Sebut saja namaku L. Aku pria berusia 23 tahun. Sekarang aku sedang galau karena harus mengikuti perjodohan oleh orang tuaku. Padahal aku sudah memiliki pacar dan harus bertanggung jawab atas kehamilan pacarku.
SUDAH lama aku hidup merantau jauh dari orang tua. Selama merantau aku mendapatkan pekerjaan yang cukup menjanjikan di Tangerang sebagai ahli gigi. Dalam menjalani hari-hari ini, aku jatuh hati dengan seorang wanita asal Tangerang. Kami pun menjalin hubungan cukup lama. Desakan untuk menikah datang dari keluarga saya. Namun mereka tidak merestui hubungan saya dengan pacar saya.
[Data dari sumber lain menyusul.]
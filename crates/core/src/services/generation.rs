//! Content generation client.
//!
//! Wraps the external text-generation endpoint. The client fails soft:
//! any transport error, non-2xx status, or malformed response body yields
//! the fixed [`GENERATION_FAILED`] sentinel, which callers persist as if
//! it were real content.

use draftsmith_common::{AppError, AppResult, Config};
use serde_json::{Value, json};

/// Sentinel persisted in place of content when the upstream call fails.
pub const GENERATION_FAILED: &str = "AI generation failed.";

const SYSTEM_INSTRUCTIONS: &str = "\
You are an expert academic & professional writing assistant.

Write content that is:
- clear, structured, and well-organized
- suitable for students and professionals
- formal and polished
- includes examples and strong explanations
- avoids repetition and filler";

/// Client for the external generation endpoint.
#[derive(Clone)]
pub struct GenerationClient {
    http: reqwest::Client,
    api_url: String,
    api_key: String,
}

impl GenerationClient {
    /// Create a new generation client from the process configuration.
    #[must_use]
    pub fn new(config: &Config) -> Self {
        Self {
            http: reqwest::Client::new(),
            api_url: config.llm.api_url.clone(),
            api_key: config.llm.api_key.clone(),
        }
    }

    /// Generate initial content for a section from its title and the
    /// project topic.
    pub async fn generate(&self, section_title: &str, topic: &str) -> String {
        self.call(&build_generation_prompt(section_title, topic))
            .await
    }

    /// Rewrite existing content according to an improvement instruction.
    pub async fn refine(&self, current_content: &str, instruction: &str) -> String {
        self.call(&build_refinement_prompt(current_content, instruction))
            .await
    }

    /// Submit one single-turn request and return cleaned text, or the
    /// sentinel on any failure.
    async fn call(&self, prompt: &str) -> String {
        match self.request(prompt).await {
            Ok(text) => clean_output(&text),
            Err(err) => {
                tracing::warn!(error = %err, "Generation request failed");
                GENERATION_FAILED.to_string()
            }
        }
    }

    async fn request(&self, prompt: &str) -> AppResult<String> {
        let url = format!("{}?key={}", self.api_url, self.api_key);

        let payload = json!({
            "contents": [
                {
                    "role": "user",
                    "parts": [{ "text": format!("{SYSTEM_INSTRUCTIONS}\n\nUSER REQUEST:\n{prompt}") }]
                }
            ]
        });

        let response = self
            .http
            .post(&url)
            .json(&payload)
            .send()
            .await
            .map_err(|e| AppError::ExternalService(e.to_string()))?
            .error_for_status()
            .map_err(|e| AppError::ExternalService(e.to_string()))?;

        let body: Value = response
            .json()
            .await
            .map_err(|e| AppError::ExternalService(e.to_string()))?;

        body.pointer("/candidates/0/content/parts/0/text")
            .and_then(Value::as_str)
            .map(ToString::to_string)
            .ok_or_else(|| {
                AppError::ExternalService("Response missing generated text".to_string())
            })
    }
}

/// Task prompt for initial section generation.
fn build_generation_prompt(section_title: &str, topic: &str) -> String {
    format!(
        "Write a detailed, structured section titled '{section_title}' \
         based on this topic: {topic}. \
         Make it clear, formal, and highly readable."
    )
}

/// Task prompt for refining existing content.
fn build_refinement_prompt(current_content: &str, instruction: &str) -> String {
    format!("Improve the following content.\n\nINSTRUCTION: {instruction}\n\nCONTENT:\n{current_content}")
}

/// Strip markdown residue the upstream model tends to emit.
///
/// Removes every literal `*`, `#`, and `_` (heading markers included),
/// then trims surrounding whitespace.
#[must_use]
pub fn clean_output(text: &str) -> String {
    text.chars()
        .filter(|c| !matches!(c, '*' | '#' | '_'))
        .collect::<String>()
        .trim()
        .to_string()
}

#[cfg(test)]
mod tests {
    use super::*;

    #[test]
    fn test_clean_output_strips_markdown_characters() {
        assert_eq!(
            clean_output("## Heading\n**bold** and _italic_"),
            "Heading\nbold and italic"
        );
    }

    #[test]
    fn test_clean_output_trims_whitespace() {
        assert_eq!(clean_output("  plain text \n"), "plain text");
    }

    #[test]
    fn test_clean_output_keeps_interior_whitespace() {
        assert_eq!(clean_output("a  b\n\nc"), "a  b\n\nc");
    }

    #[test]
    fn test_clean_output_on_clean_text_is_identity() {
        assert_eq!(clean_output("Already clean."), "Already clean.");
    }

    #[test]
    fn test_generation_prompt_embeds_title_and_topic() {
        let prompt = build_generation_prompt("Intro", "Oceans");
        assert!(prompt.contains("'Intro'"));
        assert!(prompt.contains("Oceans"));
    }

    #[test]
    fn test_refinement_prompt_embeds_instruction_and_content() {
        let prompt = build_refinement_prompt("current text", "make it shorter");
        assert!(prompt.contains("INSTRUCTION: make it shorter"));
        assert!(prompt.contains("CONTENT:\ncurrent text"));
    }
}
Saya diminta kembali ke kampung halaman untuk menikah dengan wanita pilihan mereka.
Orang tuaku melihat aku sudah mapan dan memiliki penghasilan sendiri. Mereka ingin menginginkan anak laki-lakinya tersebut segera menikah dan memiliki keluarga yang bahagia. Aku merespons perintah orang tuaku. Namun aku juga mengaku sudah memiliki wanita yang telah menjadi pacarnya. Akan tetapi mereka justru menjodohkan L dengan wanita di kampung halaman. Saya juga tidak mungkin melawan orangtua saya dan akhirnya saya menuruti permintaan orangtua saya untuk menjodohkan saya dengan wanita pilihannya.
Saya pulang ke Jember.Saya mengetahui bahwa tidak mungkin sebagai anak melawan orang tua. Sebagai anak aku juga sadar bahwa dia harus berbakti kepada orangtuanya dan salah satu dari bentuk berbaktinya adalah dengan menuruti keinginan dari orang tuanya untuk menjodohkannya dengan wanita yang ada di Jember.
Namun masalah datang saat pacar saya menyusul ke Jember sehari sebelum saya melangsungkan prosesi ijab qabul. Saya bingung, saya akan melangsungkan pernikahan sedangkan pacar saya datang bersama dengan keluarganya dan mengatakan bahwa dia hamil. Saya tidak ingin menyakiti hati orang tua saya, tapi saya tidak bisa menyangkal kenyataan yang ada. Kini saya berada dalam kegalauan. Saya tidak mungkin melawan perintah ayah dan ibu yang telah membesarkannya, namun di sisi lain sebagai pria harus bertanggungjawab akan perbuatan yang telah dilakukannya.